## RECORDS PROVIDED
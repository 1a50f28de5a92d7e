use snapaudit_core_types::{RequestId, TraceId};
use thiserror::Error;

/// Result type alias using AuditError
pub type Result<T> = std::result::Result<T, AuditError>;

// ========== Error Facility ==========

/// Canonical error kind taxonomy
///
/// Each kind maps to a stable error code that callers (bot handlers, admin
/// routes, sync jobs) can match on without parsing messages.
#[derive(Debug, Clone, Copy, PartialEq, Eq)]
pub enum ExErrorKind {
    // Validation
    InvalidInput,
    NotFound,
    Deleted,
    AlreadyExists,
    ConstraintViolation,

    // Write path
    /// Another writer changed the live record between read and commit.
    /// Retryable: the caller should re-read and re-apply.
    Concurrency,
    /// The transaction could not commit. The caller must restart the whole
    /// operation from a fresh read, never just the commit.
    Persistence,

    // Integration/IO
    Serialization,
    Config,
    Io,
}

impl ExErrorKind {
    /// Get the stable error code for this kind
    pub fn code(&self) -> &'static str {
        match self {
            ExErrorKind::InvalidInput => "ERR_INVALID_INPUT",
            ExErrorKind::NotFound => "ERR_NOT_FOUND",
            ExErrorKind::Deleted => "ERR_DELETED",
            ExErrorKind::AlreadyExists => "ERR_ALREADY_EXISTS",
            ExErrorKind::ConstraintViolation => "ERR_CONSTRAINT_VIOLATION",
            ExErrorKind::Concurrency => "ERR_CONCURRENCY",
            ExErrorKind::Persistence => "ERR_PERSISTENCE",
            ExErrorKind::Serialization => "ERR_SERIALIZATION",
            ExErrorKind::Config => "ERR_CONFIG",
            ExErrorKind::Io => "ERR_IO",
        }
    }
}

/// Canonical structured error type
///
/// Carries a classification for programmatic handling plus enough context
/// (operation, subject, correlation ids) to debug a failed apply from logs.
#[derive(Debug, Clone)]
pub struct ExError {
    kind: ExErrorKind,
    op: Option<String>,
    entity_id: Option<String>,
    request_id: Option<RequestId>,
    trace_id: Option<TraceId>,
    message: String,
    source: Option<Box<ExError>>,
}

impl ExError {
    pub fn new(kind: ExErrorKind) -> Self {
        Self {
            kind,
            op: None,
            entity_id: None,
            request_id: None,
            trace_id: None,
            message: String::new(),
            source: None,
        }
    }

    pub fn with_op(mut self, op: impl Into<String>) -> Self {
        self.op = Some(op.into());
        self
    }

    /// Add the stable identifier of the subject the operation targeted
    pub fn with_entity_id(mut self, id: impl Into<String>) -> Self {
        self.entity_id = Some(id.into());
        self
    }

    pub fn with_request_id(mut self, request_id: RequestId) -> Self {
        self.request_id = Some(request_id);
        self
    }

    pub fn with_trace_id(mut self, trace_id: TraceId) -> Self {
        self.trace_id = Some(trace_id);
        self
    }

    pub fn with_message(mut self, message: impl Into<String>) -> Self {
        self.message = message.into();
        self
    }

    pub fn with_source(mut self, source: ExError) -> Self {
        self.source = Some(Box::new(source));
        self
    }

    pub fn kind(&self) -> ExErrorKind {
        self.kind
    }

    pub fn code(&self) -> &'static str {
        self.kind.code()
    }

    /// Whether the caller may retry the whole operation from a fresh read
    pub fn is_retryable(&self) -> bool {
        self.kind == ExErrorKind::Concurrency
    }

    pub fn op(&self) -> Option<&str> {
        self.op.as_deref()
    }

    pub fn entity_id(&self) -> Option<&str> {
        self.entity_id.as_deref()
    }

    pub fn request_id(&self) -> Option<&RequestId> {
        self.request_id.as_ref()
    }

    pub fn trace_id(&self) -> Option<&TraceId> {
        self.trace_id.as_ref()
    }

    pub fn message(&self) -> &str {
        &self.message
    }

    pub fn source_error(&self) -> Option<&ExError> {
        self.source.as_deref()
    }
}

impl std::fmt::Display for ExError {
    fn fmt(&self, f: &mut std::fmt::Formatter<'_>) -> std::fmt::Result {
        write!(f, "[{}]", self.code())?;
        if let Some(op) = &self.op {
            write!(f, " in operation '{}'", op)?;
        }
        if !self.message.is_empty() {
            write!(f, ": {}", self.message)?;
        }
        if let Some(entity_id) = &self.entity_id {
            write!(f, " (subject_id: {})", entity_id)?;
        }
        if let Some(request_id) = &self.request_id {
            write!(f, " (request_id: {})", request_id)?;
        }
        Ok(())
    }
}

impl std::error::Error for ExError {
    fn source(&self) -> Option<&(dyn std::error::Error + 'static)> {
        self.source
            .as_deref()
            .map(|e| e as &(dyn std::error::Error + 'static))
    }
}

// ========== End Error Facility ==========

/// Domain errors raised while building or validating audited changes
#[derive(Error, Debug, Clone, PartialEq)]
pub enum AuditError {
    /// No live record exists and the caller did not ask for create-on-first-use
    #[error("Live record not found: {kind}/{subject_id}")]
    LiveRecordNotFound { kind: String, subject_id: String },

    /// The live record is soft-deleted; only a restore may touch it
    #[error("Live record was deleted: {kind}/{subject_id}")]
    LiveRecordDeleted { kind: String, subject_id: String },

    /// The live record moved on since the caller read it
    #[error("Version conflict on {subject_id}: expected {expected}, found {actual:?}")]
    VersionConflict {
        subject_id: String,
        expected: i64,
        actual: Option<i64>,
    },

    #[error("Invalid subject id: {reason}")]
    InvalidSubjectId { reason: String },

    #[error("Unknown change tag: {tag}")]
    UnknownChangeTag { tag: String },

    #[error("Unknown account status: {status}")]
    UnknownAccountStatus { status: String },

    /// An external profile payload could not be interpreted
    #[error("Invalid user DTO: {reason}")]
    InvalidUserDto { reason: String },

    #[error("Serialization error: {message}")]
    Serialization { message: String },
}

impl From<AuditError> for ExError {
    fn from(err: AuditError) -> Self {
        match err {
            AuditError::LiveRecordNotFound { kind, subject_id } => {
                ExError::new(ExErrorKind::NotFound)
                    .with_entity_id(subject_id)
                    .with_message(format!("No live {} record", kind))
            }

            AuditError::LiveRecordDeleted { kind, subject_id } => {
                ExError::new(ExErrorKind::Deleted)
                    .with_entity_id(subject_id)
                    .with_message(format!("Live {} record is soft-deleted", kind))
            }

            AuditError::VersionConflict {
                subject_id,
                expected,
                actual,
            } => ExError::new(ExErrorKind::Concurrency)
                .with_entity_id(subject_id)
                .with_message(match actual {
                    Some(actual) => format!("Expected version {}, found {}", expected, actual),
                    None => format!("Expected version {}, record vanished", expected),
                }),

            AuditError::InvalidSubjectId { reason } => ExError::new(ExErrorKind::InvalidInput)
                .with_message(format!("Invalid subject id: {}", reason)),

            AuditError::UnknownChangeTag { tag } => ExError::new(ExErrorKind::InvalidInput)
                .with_message(format!("Unknown change tag: {}", tag)),

            AuditError::UnknownAccountStatus { status } => {
                ExError::new(ExErrorKind::InvalidInput)
                    .with_message(format!("Unknown account status: {}", status))
            }

            AuditError::InvalidUserDto { reason } => ExError::new(ExErrorKind::InvalidInput)
                .with_op("parse_user_dto")
                .with_message(reason),

            AuditError::Serialization { message } => {
                ExError::new(ExErrorKind::Serialization).with_message(message)
            }
        }
    }
}

impl From<serde_json::Error> for AuditError {
    fn from(err: serde_json::Error) -> Self {
        AuditError::Serialization {
            message: err.to_string(),
        }
    }
}
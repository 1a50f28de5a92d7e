//! Embedded SQL migrations
//!
//! Migrations are embedded at compile time using include_str!

/// Migration metadata
pub struct Migration {
    pub id: &'static str,
    pub sql: &'static str,
}

/// Get all embedded migrations in order
pub fn get_migrations() -> Vec<Migration> {
    vec![
        Migration {
            id: "001_emby_users",
            sql: include_str!("../../migrations/001_emby_users.sql"),
        },
        Migration {
            id: "002_platform_users",
            sql: include_str!("../../migrations/002_platform_users.sql"),
        },
    ]
}
//! snapaudit CLI
//!
//! Command-line access to the audited entity store

use clap::{Parser, Subcommand};
use std::path::PathBuf;

mod commands;

#[derive(Debug, Parser)]
#[command(name = "snapaudit")]
#[command(about = "snapaudit - Snapshot-audited account store", long_about = None)]
struct Cli {
    /// Config file to read instead of ./snapaudit.toml
    #[arg(long, global = true)]
    config: Option<PathBuf>,

    /// Database path, overriding the configured one
    #[arg(long, global = true)]
    db: Option<PathBuf>,

    #[command(subcommand)]
    command: Commands,
}

#[derive(Debug, Subcommand)]
enum Commands {
    /// Create or upgrade the database schema
    Migrate,
    /// Emby account operations
    Emby(commands::emby::EmbyArgs),
    /// Chat-platform account operations
    Platform(commands::platform::PlatformArgs),
    /// Show a subject's audit trail
    History(commands::history::HistoryArgs),
}

fn main() {
    let cli = Cli::parse();

    if let Err(e) = run(cli) {
        eprintln!("Error: {}", e);
        std::process::exit(1);
    }
}

fn run(cli: Cli) -> commands::CliResult {
    let config = commands::load_config(cli.config.as_deref(), cli.db)?;
    snapaudit_core::logging_facility::init(config.logging.profile);

    match cli.command {
        Commands::Migrate => commands::migrate::execute(&config),
        Commands::Emby(args) => commands::emby::execute(args, &config),
        Commands::Platform(args) => commands::platform::execute(args, &config),
        Commands::History(args) => commands::history::execute(args, &config),
    }
}
#![allow(dead_code)]

use rusqlite::Connection;
use serde_json::{json, Value};
use snapaudit_core::model::PlatformUserFields;
use snapaudit_engine::{apply_engine_command, EngineCommand, EngineCommandResult, EngineContext};
use snapaudit_store::migrations::apply_migrations;

pub fn setup_db() -> Connection {
    let mut conn = Connection::open_in_memory().expect("Failed to create in-memory database");
    apply_migrations(&mut conn).expect("Migrations should apply");
    conn
}

pub fn emby_dto(id: &str, name: &str, disabled: bool) -> Value {
    json!({
        "Id": id,
        "Name": name,
        "DateCreated": "2024-01-01T00:00:00Z",
        "LastLoginDate": null,
        "Policy": {"IsDisabled": disabled, "IsAdministrator": false}
    })
}

pub fn run(conn: &mut Connection, cmd: EngineCommand) -> EngineCommandResult {
    apply_engine_command(cmd, conn, &EngineContext::new()).expect("command should succeed")
}

pub fn sync_emby(conn: &mut Connection, id: &str, name: &str) -> EngineCommandResult {
    run(
        conn,
        EngineCommand::SyncEmbyProfile {
            subject_id: id.to_string(),
            user_dto: emby_dto(id, name, false),
            force: false,
            remark: None,
            actor: None,
        },
    )
}

pub fn platform_user(first_name: &str) -> PlatformUserFields {
    PlatformUserFields {
        first_name: first_name.to_string(),
        username: Some(first_name.to_lowercase()),
        ..Default::default()
    }
}

pub fn history_rows(conn: &Connection, table: &str, subject_id: &str) -> i64 {
    conn.query_row(
        &format!("SELECT COUNT(*) FROM {} WHERE subject_id = ?1", table),
        [subject_id],
        |row| row.get(0),
    )
    .unwrap()
}
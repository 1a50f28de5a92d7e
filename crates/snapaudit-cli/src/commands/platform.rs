//! Chat-platform account commands

use super::{context, open, print_outcome, read_json, CliResult};
use clap::{Args, Subcommand};
use snapaudit_core::model::PlatformUserFields;
use snapaudit_core::StoreConfig;
use snapaudit_engine::{apply_engine_command, EngineCommand, EngineCommandResult};
use std::path::PathBuf;

#[derive(Debug, Args)]
pub struct PlatformArgs {
    #[command(subcommand)]
    pub command: PlatformCommand,
}

#[derive(Debug, Subcommand)]
pub enum PlatformCommand {
    /// Record a profile as reported by the platform
    Sync {
        #[arg(long)]
        id: String,
        /// JSON file holding the profile fields
        #[arg(long)]
        file: PathBuf,
        #[arg(long)]
        actor: Option<i64>,
    },
    Ban {
        #[arg(long)]
        id: String,
        #[arg(long)]
        reason: String,
        #[arg(long)]
        actor: Option<i64>,
    },
    Unban {
        #[arg(long)]
        id: String,
        #[arg(long)]
        reason: String,
        #[arg(long)]
        actor: Option<i64>,
    },
}

pub fn execute(args: PlatformArgs, config: &StoreConfig) -> CliResult {
    let cmd = match args.command {
        PlatformCommand::Sync { id, file, actor } => {
            let fields: PlatformUserFields = serde_json::from_value(read_json(&file)?)?;
            EngineCommand::SyncPlatformProfile {
                subject_id: id,
                fields,
                actor,
            }
        }
        PlatformCommand::Ban { id, reason, actor } => EngineCommand::BanPlatformUser {
            subject_id: id,
            reason,
            actor,
        },
        PlatformCommand::Unban { id, reason, actor } => EngineCommand::UnbanPlatformUser {
            subject_id: id,
            reason,
            actor,
        },
    };

    let mut conn = open(config)?;
    match apply_engine_command(cmd, &mut conn, &context())? {
        EngineCommandResult::PlatformUser(outcome) => print_outcome(&outcome),
        other => return Err(format!("unexpected result: {}", other.label()).into()),
    }
    Ok(())
}
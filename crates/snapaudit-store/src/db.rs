//! Database connection management
//!
//! Provides utilities for opening and configuring SQLite connections

#![allow(clippy::result_large_err)]

use crate::errors::{from_rusqlite, io_error, Result};
use crate::migrations::apply_migrations;
use rusqlite::Connection;
use snapaudit_core::config::DatabaseConfig;
use std::path::Path;
use std::time::Duration;

/// Open a SQLite database at the given path
pub fn open<P: AsRef<Path>>(path: P) -> Result<Connection> {
    Connection::open(path).map_err(from_rusqlite)
}

/// Open an in-memory SQLite database (for testing)
pub fn open_in_memory() -> Result<Connection> {
    Connection::open_in_memory().map_err(from_rusqlite)
}

/// Configure a connection for concurrent writers
///
/// Returns the journal mode SQLite settled on; in-memory databases report
/// `memory` instead of `wal`.
pub fn configure(conn: &Connection, busy_timeout: Duration) -> Result<String> {
    conn.busy_timeout(busy_timeout).map_err(from_rusqlite)?;

    conn.pragma_update(None, "foreign_keys", "ON")
        .map_err(from_rusqlite)?;

    // journal_mode answers with a row, so it needs the checked variant
    let mode: String = conn
        .pragma_update_and_check(None, "journal_mode", "WAL", |row| row.get(0))
        .map_err(from_rusqlite)?;

    Ok(mode)
}

/// Open, configure and migrate the database described by `config`
///
/// Creates the parent directory if needed.
pub fn open_store(config: &DatabaseConfig) -> Result<Connection> {
    if let Some(parent) = config.path.parent() {
        if !parent.as_os_str().is_empty() {
            std::fs::create_dir_all(parent).map_err(|e| io_error("open_store", e))?;
        }
    }

    let mut conn = open(&config.path)?;
    let mode = configure(&conn, config.busy_timeout())?;
    apply_migrations(&mut conn)?;

    tracing::debug!(
        path = %config.path.display(),
        journal_mode = %mode,
        "Opened audit store"
    );

    Ok(conn)
}

#[cfg(test)]
mod tests {
    use super::*;

    #[test]
    fn test_configure_file_database_uses_wal() {
        let dir = tempfile::tempdir().unwrap();
        let conn = open(dir.path().join("store.db")).unwrap();
        let mode = configure(&conn, Duration::from_millis(100)).unwrap();
        assert_eq!(mode.to_lowercase(), "wal");
    }

    #[test]
    fn test_open_store_creates_parent_dir() {
        let dir = tempfile::tempdir().unwrap();
        let config = DatabaseConfig {
            path: dir.path().join("nested").join("store.db"),
            busy_timeout_ms: 100,
        };
        let conn = open_store(&config).unwrap();
        let tables: i64 = conn
            .query_row(
                "SELECT COUNT(*) FROM sqlite_master WHERE type = 'table' AND name = 'emby_users'",
                [],
                |row| row.get(0),
            )
            .unwrap();
        assert_eq!(tables, 1);
    }
}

## WORK REQUEST
Would you quote everything above from the line containing "migrations in order" down to the line containing "subject's audit trail"? Include both of those lines and nothing else.

## EXERCISE OUTPUT
/// Get all embedded migrations in order
pub fn get_migrations() -> Vec<Migration> {
    vec![
        Migration {
            id: "001_emby_users",
            sql: include_str!("../../migrations/001_emby_users.sql"),
        },
        Migration {
            id: "002_platform_users",
            sql: include_str!("../../migrations/002_platform_users.sql"),
        },
    ]
}
//! snapaudit CLI
//!
//! Command-line access to the audited entity store

use clap::{Parser, Subcommand};
use std::path::PathBuf;

mod commands;

#[derive(Debug, Parser)]
#[command(name = "snapaudit")]
#[command(about = "snapaudit - Snapshot-audited account store", long_about = None)]
struct Cli {
    /// Config file to read instead of ./snapaudit.toml
    #[arg(long, global = true)]
    config: Option<PathBuf>,

    /// Database path, overriding the configured one
    #[arg(long, global = true)]
    db: Option<PathBuf>,

    #[command(subcommand)]
    command: Commands,
}

#[derive(Debug, Subcommand)]
enum Commands {
    /// Create or upgrade the database schema
    Migrate,
    /// Emby account operations
    Emby(commands::emby::EmbyArgs),
    /// Chat-platform account operations
    Platform(commands::platform::PlatformArgs),
    /// Show a subject's audit trail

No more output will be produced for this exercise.